How to Get Started with Core Exercises
Don’t worry—building core strength doesn’t mean spending hours at the gym or buying fancy equipment. You can start with these simple, beginner-friendly exercises.
1. Plank
This classic exercise is a core staple for a reason.
- How to do it: Get into a push-up position, but rest on your forearms instead of your hands. Keep your body in a straight line from head to heels. Engage your core (like you’re bracing for a punch) and hold.
- Start with: 10-15 seconds, gradually increasing as you get stronger.
- Why it works: It strengthens your abs, back, and shoulders—all at once.
2. Side Plank
Ready to take the plank up a notch? This variation targets your obliques.
- How to do it: Lie on your side with legs straight.
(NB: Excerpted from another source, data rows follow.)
use std::{fmt::Display, ops::Deref};

#[derive(Debug, Clone, Copy, PartialEq, PartialOrd, Default)]
pub struct Percentage(f64);

impl Display for Percentage {
    fn fmt(&self, f: &mut std::fmt::Formatter<'_>) -> std::fmt::Result {
        write!(f, "{}%", self.0.round())
    }
}

impl Percentage {
    pub fn new_opt(value: f64) -> Option<Percentage> {
        if value < 0. || !value.is_finite() {
            None
        } else {
            Some(Percentage(value))
        }
    }

    pub fn rounded(&self) -> u32 {
        self.0.round() as u32
    }
}

impl Deref for Percentage {
    type Target = f64;

    fn deref(&self) -> &Self::Target {
        &self.0
    }
}

/// Share of `part` in `whole`. An empty whole yields 0% instead of NaN.
pub fn ratio_percentage(part: u32, whole: u32) -> Percentage {
    if whole == 0 {
        return Percentage::default();
    }
    Percentage::new_opt(part as f64 / whole as f64 * 100.).unwrap_or_default()
}

#[cfg(test)]
mod tests {
    use super::ratio_percentage;

    #[test]
    fn zero_whole_is_zero() {
        assert_eq!(*ratio_percentage(3, 0), 0.);
        assert_eq!(ratio_percentage(1, 3).rounded(), 33);
        assert_eq!(ratio_percentage(4, 4).rounded(), 100);
    }
}
//! Quaternion math.
//!
//! Stateless free functions over [`Quaternion`] and [`Vector3`]. Inputs are
//! never modified; every function returns a new value.
//!
//! Angles are in degrees. Degenerate inputs (zero-length quaternions, opposite
//! vectors in [`rotation_to`]) produce NaN rather than panicking; the `try_*`
//! variants report them as [`Error`]s instead.

use std::f64::consts::FRAC_PI_2;

use glam::Quat;

use crate::constants::{EPSILON, GIMBAL_LOCK_THRESHOLD};
use crate::error::{Error, Result};
use crate::quaternion::Quaternion;
use crate::vector::Vector3;

/// Sum of the squares of all four components
#[inline]
#[must_use]
pub fn length_squared(a: Quaternion) -> f32 {
    a.x() * a.x() + a.y() * a.y() + a.z() * a.z() + a.w() * a.w()
}

/// Euclidean length.
///
/// Components are scaled by the largest magnitude before squaring, so the
/// result does not overflow for large finite quaternions.
#[inline]
#[must_use]
pub fn length(a: Quaternion) -> f32 {
    let max = max_abs(a);
    if max == 0.0 || !max.is_finite() {
        return length_squared(a).sqrt();
    }
    max * length_squared(unscaled(a, max)).sqrt()
}

/// Scale `a` to unit length.
///
/// A zero quaternion yields NaN components.
#[inline]
#[must_use]
pub fn normalize(a: Quaternion) -> Quaternion {
    let a = unscaled(a, max_abs(a));
    unscaled(a, length_squared(a).sqrt())
}

/// Scale `a` to unit length, rejecting zero-length and non-finite input
pub fn try_normalize(a: Quaternion) -> Result<Quaternion> {
    if !a.is_finite() {
        tracing::debug!(?a, "try_normalize: non-finite quaternion");
        return Err(Error::NonFinite("quaternion"));
    }
    if max_abs(a) == 0.0 {
        tracing::debug!("try_normalize: zero-length quaternion");
        return Err(Error::ZeroLength("quaternion"));
    }
    let unit = normalize(a);
    if !unit.is_finite() {
        return Err(Error::NonFinite("quaternion"));
    }
    Ok(unit)
}

#[inline]
fn max_abs(a: Quaternion) -> f32 {
    a.x().abs().max(a.y().abs()).max(a.z().abs()).max(a.w().abs())
}

#[inline]
fn unscaled(a: Quaternion, s: f32) -> Quaternion {
    Quaternion::from_xyzw(a.x() / s, a.y() / s, a.z() / s, a.w() / s)
}

/// Hamilton product `a * b`.
///
/// Applying the result rotates by `b` first, then by `a`. The product of two
/// unit quaternions is unit length up to rounding, so it is not renormalized.
#[inline]
#[must_use]
pub fn multiply(a: Quaternion, b: Quaternion) -> Quaternion {
    let (ax, ay, az, aw) = (a.x(), a.y(), a.z(), a.w());
    let (bx, by, bz, bw) = (b.x(), b.y(), b.z(), b.w());

    let x = aw * bx + ax * bw + ay * bz - az * by;
    let y = aw * by + ay * bw + az * bx - ax * bz;
    let z = aw * bz + az * bw + ax * by - ay * bx;
    let w = aw * bw - ax * bx - ay * by - az * bz;

    Quaternion::from_xyzw(x, y, z, w)
}

/// Inverse rotation of a unit quaternion
#[inline]
#[must_use]
pub fn conjugate(a: Quaternion) -> Quaternion {
    Quaternion::from_xyzw(-a.x(), -a.y(), -a.z(), a.w())
}

/// Rotation from Tait-Bryan angles.
///
/// `pitch` turns around X, `yaw` around Y, `roll` around Z. The result is
/// `yaw * pitch * roll`, so roll applies first and yaw last.
#[must_use]
pub fn rotation(pitch: f32, yaw: f32, roll: f32) -> Quaternion {
    let qpitch = Quaternion::from_angle_axis(pitch, Vector3::UNIT_X);
    let qyaw = Quaternion::from_angle_axis(yaw, Vector3::UNIT_Y);
    let qroll = Quaternion::from_angle_axis(roll, Vector3::UNIT_Z);
    multiply(multiply(qyaw, qpitch), qroll)
}

/// Pre-multiply `a` by a rotation of `angle` degrees around `axis`
#[must_use]
pub fn rotate(a: Quaternion, angle: f32, axis: Vector3) -> Quaternion {
    multiply(Quaternion::from_angle_axis(angle, axis), a)
}

/// [`rotate`] with the axis given as components
#[must_use]
pub fn rotate_xyz(a: Quaternion, angle: f32, x: f32, y: f32, z: f32) -> Quaternion {
    multiply(Quaternion::from_angle_xyz(angle, x, y, z), a)
}

/// Shortest rotation taking the direction of `a` onto the direction of `b`.
///
/// Equal inputs, or parallel inputs pointing the same way, give the identity.
/// Anti-parallel inputs have no unique axis and produce NaN components; use
/// [`try_rotation_to`] to detect that case.
#[must_use]
pub fn rotation_to(a: Vector3, b: Vector3) -> Quaternion {
    if a == b {
        return Quaternion::IDENTITY;
    }
    let a = a.normalize();
    let b = b.normalize();
    let cos = a.dot(b).clamp(-1.0, 1.0);
    let axis = a.cross(b);
    if axis.length() < EPSILON {
        if cos > 0.0 {
            return Quaternion::IDENTITY;
        }
        tracing::debug!(?a, ?b, "rotation_to: anti-parallel vectors, axis is undefined");
    }
    Quaternion::from_degrees_axis(cos.acos().to_degrees(), axis)
}

/// Checked [`rotation_to`].
///
/// Fails on zero-length or non-finite inputs, and on (nearly) anti-parallel
/// inputs whose rotation axis is undefined.
pub fn try_rotation_to(a: Vector3, b: Vector3) -> Result<Quaternion> {
    let a = a.try_normalize()?;
    let b = b.try_normalize()?;
    if a == b {
        return Ok(Quaternion::IDENTITY);
    }
    let cos = a.dot(b).clamp(-1.0, 1.0);
    let axis = a.cross(b);
    if axis.length() < EPSILON {
        if cos > 0.0 {
            return Ok(Quaternion::IDENTITY);
        }
        tracing::debug!(?a, ?b, "try_rotation_to: rejecting anti-parallel vectors");
        return Err(Error::AntiParallel);
    }
    Ok(Quaternion::from_degrees_axis(cos.acos().to_degrees(), axis))
}

/// Pole test value `w·x − y·z` of `a`.
///
/// Half the sine of the pitch angle. [`axis_angles`] switches to its
/// gimbal-lock branch once the magnitude reaches
/// [`GIMBAL_LOCK_THRESHOLD`].
#[inline]
#[must_use]
pub fn gimbal_test(a: Quaternion) -> f64 {
    f64::from(a.w()) * f64::from(a.x()) - f64::from(a.y()) * f64::from(a.z())
}

/// Tait-Bryan angles of `a` in degrees, as `(pitch, yaw, roll)`.
///
/// Near the poles (pitch close to ±90°) roll and yaw are not independent;
/// roll is reported as 0 and the whole turn goes into yaw. Yaw is kept in
/// (-180, 180].
#[must_use]
pub fn axis_angles(a: Quaternion) -> Vector3 {
    let q0 = f64::from(a.w());
    let q1 = f64::from(a.z()); // roll
    let q2 = f64::from(a.x()); // pitch
    let q3 = f64::from(a.y()); // yaw

    let test = gimbal_test(a);

    let (roll, pitch, yaw) = if test.abs() < GIMBAL_LOCK_THRESHOLD {
        (
            (2.0 * (q0 * q1 + q2 * q3)).atan2(1.0 - 2.0 * (q1 * q1 + q2 * q2)),
            (2.0 * test).asin(),
            (2.0 * (q0 * q3 + q1 * q2)).atan2(1.0 - 2.0 * (q2 * q2 + q3 * q3)),
        )
    } else {
        let sign = if test < 0.0 { -1.0 } else { 1.0 };
        (0.0, sign * FRAC_PI_2, -sign * 2.0 * q1.atan2(q0))
    };

    let mut yaw = yaw.to_degrees();
    if yaw > 180.0 {
        yaw -= 360.0;
    } else if yaw <= -180.0 {
        yaw += 360.0;
    }

    Vector3::new(pitch.to_degrees(), yaw, roll.to_degrees())
}

/// Copy `a` into a `glam` quaternion
#[inline]
#[must_use]
pub fn to_glam(a: Quaternion) -> Quat {
    Quat::from_xyzw(a.x(), a.y(), a.z(), a.w())
}

/// Copy a `glam` quaternion, renormalizing it.
///
/// The input is not trusted to be unit length.
#[must_use]
pub fn from_glam(q: Quat) -> Quaternion {
    let [x, y, z, w] = q.to_array();
    Quaternion::new(x, y, z, w)
}
//! Vector and quaternion primitives for voxel engines.
//!
//! This crate provides the small numeric value types the engine passes around:
//! - [`Vector3`]: immutable double-precision 3D vector
//! - [`Quaternion`]: immutable single-precision rotation quaternion
//! - [`math`]: stateless quaternion functions (products, Tait-Bryan angles,
//!   vector-to-vector rotations, `glam` interop)
//!
//! All types are `Copy` and every function is pure, so values can be shared
//! freely between threads.
//!
//! # Example
//!
//! ```
//! use voxelmath_core::{math, Quaternion, Vector3};
//!
//! let q = math::rotation(30.0, 45.0, 0.0);
//! let angles = math::axis_angles(q);
//! assert!((angles.y() - 45.0).abs() < 1e-3);
//!
//! let turn = math::rotation_to(Vector3::UNIT_X, Vector3::UNIT_Y);
//! assert_ne!(turn, Quaternion::IDENTITY);
//! ```

pub mod error;
pub mod math;
pub mod quaternion;
pub mod vector;

pub use error::{Error, Result};
pub use quaternion::Quaternion;
pub use vector::Vector3;

/// Numeric tunables
pub mod constants {
    /// `|w·x − y·z|` at or above which [`crate::math::axis_angles`] treats
    /// pitch as locked at ±90°
    pub const GIMBAL_LOCK_THRESHOLD: f64 = 0.4999;
    /// Cross-product length below which two unit vectors count as parallel
    pub const EPSILON: f64 = 1e-9;
}
//! Command-line configuration.

use anyhow::{bail, Context};
use voxelmath_core::Vector3;

/// What to compute.
#[derive(Debug, Clone, Copy, PartialEq)]
pub enum Command {
    /// Pitch/yaw/roll to quaternion and back.
    Euler { pitch: f32, yaw: f32, roll: f32 },
    /// Shortest rotation from one direction to another.
    Between { from: Vector3, to: Vector3 },
    /// Print usage.
    Help,
}

/// Inspector configuration.
#[derive(Debug, Clone, PartialEq)]
pub struct InspectConfig {
    pub command: Command,
    /// Decimal places in printed output.
    pub precision: usize,
}

impl Default for InspectConfig {
    fn default() -> Self {
        Self {
            command: Command::Help,
            precision: 4,
        }
    }
}

impl InspectConfig {
    /// Create a config running the given command.
    pub fn new(command: Command) -> Self {
        Self {
            command,
            ..Default::default()
        }
    }

    /// Set the number of printed decimal places.
    #[must_use]
    pub fn with_precision(mut self, precision: usize) -> Self {
        self.precision = precision;
        self
    }

    /// Parse arguments, not including the program name.
    pub fn from_args<I>(args: I) -> anyhow::Result<Self>
    where
        I: IntoIterator<Item = String>,
    {
        let mut precision = Self::default().precision;
        let mut positional = Vec::new();
        let mut args = args.into_iter();

        while let Some(arg) = args.next() {
            match arg.as_str() {
                "-h" | "--help" => return Ok(Self::default()),
                "-p" | "--precision" => {
                    let value = args.next().context("--precision requires a value")?;
                    precision = value
                        .parse()
                        .with_context(|| format!("invalid precision {value:?}"))?;
                }
                _ => positional.push(arg),
            }
        }

        let Some((name, rest)) = positional.split_first() else {
            return Ok(Self::default().with_precision(precision));
        };

        let command = match (name.as_str(), rest) {
            ("euler", [pitch, yaw, roll]) => Command::Euler {
                pitch: parse_angle("pitch", pitch)?,
                yaw: parse_angle("yaw", yaw)?,
                roll: parse_angle("roll", roll)?,
            },
            ("euler", _) => bail!("usage: euler <PITCH> <YAW> <ROLL>"),
            ("between", [from, to]) => Command::Between {
                from: from.parse().context("invalid FROM vector")?,
                to: to.parse().context("invalid TO vector")?,
            },
            ("between", _) => bail!("usage: between <X,Y,Z> <X,Y,Z>"),
            (other, _) => bail!("unknown command {other:?}"),
        };

        Ok(Self::new(command).with_precision(precision))
    }
}

fn parse_angle(name: &str, value: &str) -> anyhow::Result<f32> {
    value
        .parse()
        .with_context(|| format!("invalid {name} angle {value:?}"))
}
Prop yourself up on one forearm, stacking your shoulders and hips. Hold the position, then switch sides.
- Why it works: It improves lateral stability and strengthens those side muscles.
3. Bird Dog
This one’s perfect for building balance and coordination.
- How to do it: Start on all fours. Slowly extend your right arm and left leg, keeping your core engaged. Pause, then return to the starting position and switch sides.
- Why it works: It strengthens the lower back and teaches you to stabilize while moving.
4. Glute Bridge
Your glutes are part of your core too!
- How to do it: Lie on your back with your knees bent and feet flat. Press through your heels to lift your hips toward the ceiling, squeezing your glutes at the top. Lower back down slowly.
- Why it works: It engages your glutes, lower back, and deep core muscles.
5. Dead Bug
Funny name, serious results.
- How to do it: Lie on your back with your arms and legs in the air (like a “dead bug”). Slowly lower your right arm and left leg toward the floor, keeping your core tight. Return to the starting position and switch sides.
- Why it works: It builds stability and targets the deep abdominal muscles.
How to Engage Your Core During Everyday Activities
You don’t need to save core work for your workouts. Try these simple tweaks to engage your core throughout the day:
- At your desk: Next time you’re sitting, sit up tall with your shoulders relaxed. Pull your belly button toward your spine as if zipping up a pair of tight jeans. Don’t hold your breath—keep it natural. This not only activates your core but also helps with posture.
- Lifting objects: Picking up groceries or a heavy box? Before you lift, brace your core as if someone’s about to tap your stomach. This small adjustment protects your back and makes the movement safer.
- Walking or running: Think of keeping your core slightly engaged, almost like gently pulling your ribcage down. This improves posture and stability, especially on longer walks or runs.
- Standing in line: Instead of slouching, stand tall and lightly tighten your abs. Imagine a string pulling you upward from the top of your head. Bonus: It makes you look more confident too!
These simple tweaks may feel minor, but over time they’ll strengthen your core and improve your posture without much extra effort. Start with one or two habits, and before you know it, your core will thank you!
Stop the Procrastination and Act Now!
Building core strength is one of the best gifts you can give your body. It supports your daily life, protects you from injury, and even boosts your confidence. Remember, you don’t need to be perfect—just start. The exercises we covered are simple, effective, and easy to fit into your routine.
Here’s one last tip: Pair core exercises with cardio and a balanced diet for even better results. Ready to take the first step? Roll out a mat, try one or two of these moves, and feel the difference. Your stronger, healthier self is just a workout away!